The EditBus maintains a list of objects that have requested to receive messages. When a message is sent using this class, all registered components receive it in turn.
Plugins register with the EditBus to receive messages reflecting changes in the application's state, including changes in buffers, views and editing panes, changes in the set of properties maintained by the application, and the closing of the application. A full list of message classes used by the EditBus are summarized beginning with the section called "Class EBMessage".
Classes for objects that subscribe to the EditBus must implement the EBComponent interface, which defines the single method handleMessage(). A View, for example, can receive and handle EditBus messages because it also implements EBComponent.
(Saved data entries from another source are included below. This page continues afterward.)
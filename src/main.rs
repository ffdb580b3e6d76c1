use sea_orm::Database;
use sea_orm_migration::MigratorTrait;
use std::sync::Arc;
use tracing_subscriber::{layer::SubscriberExt, util::SubscriberInitExt};

use shop_backend::config::{Config, StoreBackend};
use shop_backend::store::{MemoryOrderStore, OrderStore, PgOrderStore};
use shop_backend::{router, AppState};

#[tokio::main]
async fn main() -> Result<(), Box<dyn std::error::Error>> {
    // Initialize tracing
    tracing_subscriber::registry()
        .with(
            tracing_subscriber::EnvFilter::try_from_default_env()
                .unwrap_or_else(|_| "info,shop_backend=debug".into()),
        )
        .with(tracing_subscriber::fmt::layer())
        .init();

    // Load environment variables
    dotenvy::dotenv().ok();
    let config = Config::from_env();

    let store: Arc<dyn OrderStore> = match config.store_backend {
        StoreBackend::Postgres => {
            let database_url = config
                .database_url
                .as_deref()
                .ok_or("DATABASE_URL must be set for the postgres store")?;

            tracing::info!("Connecting to database...");
            let db = Database::connect(database_url).await?;

            if config.run_migrations {
                tracing::info!("Running migrations...");
                migration::Migrator::up(&db, None).await?;
            }

            Arc::new(PgOrderStore::new(db))
        }
        StoreBackend::Memory => {
            tracing::warn!("Using in-memory store, nothing will survive a restart");
            Arc::new(MemoryOrderStore::new())
        }
    };

    let (state, worker) = AppState::new(store, &config);
    tokio::spawn(worker.run());

    let app = router(state);

    let listener = tokio::net::TcpListener::bind(&config.bind_addr).await?;
    tracing::info!("Server listening on {}", listener.local_addr()?);

    axum::serve(listener, app).await?;
    Ok(())
}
Any class in a plugin can receive messages by implementing the EBComponent interface. A "plugin core class" that extends the EBPlugin abstract class (and whose name ends with "Plugin" for identification purposes) will automatically be added to the EditBus during jEdit's startup routine. Any other class - for example, a docking window component that needs to receive notification of buffer changes - must perform its own registration by calling EditBus.addToBus(this) during its initialization. If this class if derived from JComponent, a convenient place to register would be in an implementation of the JComponent method addNotify().
Every plugin class that uses the EditBus for receiving messages must implement this interface.
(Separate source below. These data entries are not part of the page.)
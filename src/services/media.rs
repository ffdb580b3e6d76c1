/// Turns stored media keys into URLs clients can fetch
#[derive(Debug, Clone)]
pub struct MediaUrlResolver {
    base_url: String,
}

impl MediaUrlResolver {
    pub fn new(base_url: impl Into<String>) -> Self {
        let base_url = base_url.into().trim_end_matches('/').to_string();
        Self { base_url }
    }

    pub fn resolve(&self, key: &str) -> String {
        format!("{}/{}", self.base_url, key.trim_start_matches('/'))
    }

    /// Empty keys resolve to nothing
    pub fn resolve_opt(&self, key: Option<&str>) -> Option<String> {
        key.filter(|k| !k.trim().is_empty()).map(|k| self.resolve(k))
    }
}
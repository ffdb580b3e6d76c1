use chrono::{DateTime, Utc};
use serde::{Deserialize, Serialize};
use uuid::Uuid;

/// One pending (user, product, quantity) purchase
#[derive(Debug, Clone, PartialEq, Serialize, Deserialize)]
pub struct BasketLine {
    pub id: Uuid,
    pub user_id: Uuid,
    pub product_id: Uuid,
    pub quantity: i32,
    pub deleted_at: Option<DateTime<Utc>>,
}

#[derive(Debug, Clone, Serialize, Deserialize)]
pub struct AddBasketLineRequest {
    pub product_id: Uuid,
    pub quantity: i32,
}

#[derive(Debug, Clone, Serialize, Deserialize)]
pub struct BasketResponse {
    pub lines: Vec<BasketLine>,
}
The EBComponent interface contains a single method that an implementing class (including any class derived from EBPlugin) must provide:
public void handleMessage( | EBMessage | message) ; |
The parameter's type, EBMessage, is another abstract class which establishes the core elements of any message that is published to the EditBus. It has two attributes: an EBComponent that is the source of the message (the source will be null in some cases), and a boolean data member, vetoed. This flag indicates whether a prior recipient of the message has determined that the message has been handled and need not be passed on to other subscribers. The flag is set by a call to the veto() method of the EBMessage. Some message classes, however, are configured so that they cannot be vetoed, to ensure they are received by all subscribers.
Message classes extending EBMessage typically add other data members and methods to provide subscribers with whatever is needed to handle the message appropriately. Descriptions of specific message classes can be found in Chapter 21.
The handleMessage() method must specify the type of responses the plugin will have for various subclasses of the EBMessage class. Typically this is done with one or more if blocks that test whether the message is an instance of a derived message class in which the plugin has an interest, as in the following example:
if(msg instanceof BufferUpdate) { // a buffer's state has changed! } else if(msg instanceof ViewUpdate) { // a view's state has changed! } // ... and so on |
Note that any object, whether or not derived from EBComponent, can send a message to the EditBus by calling the static method EditBus.send(). This method takes a single parameter, an EBMessage object that is the message being sent. Most plugins, however, will only concern themselves with receiving, not sending, messages.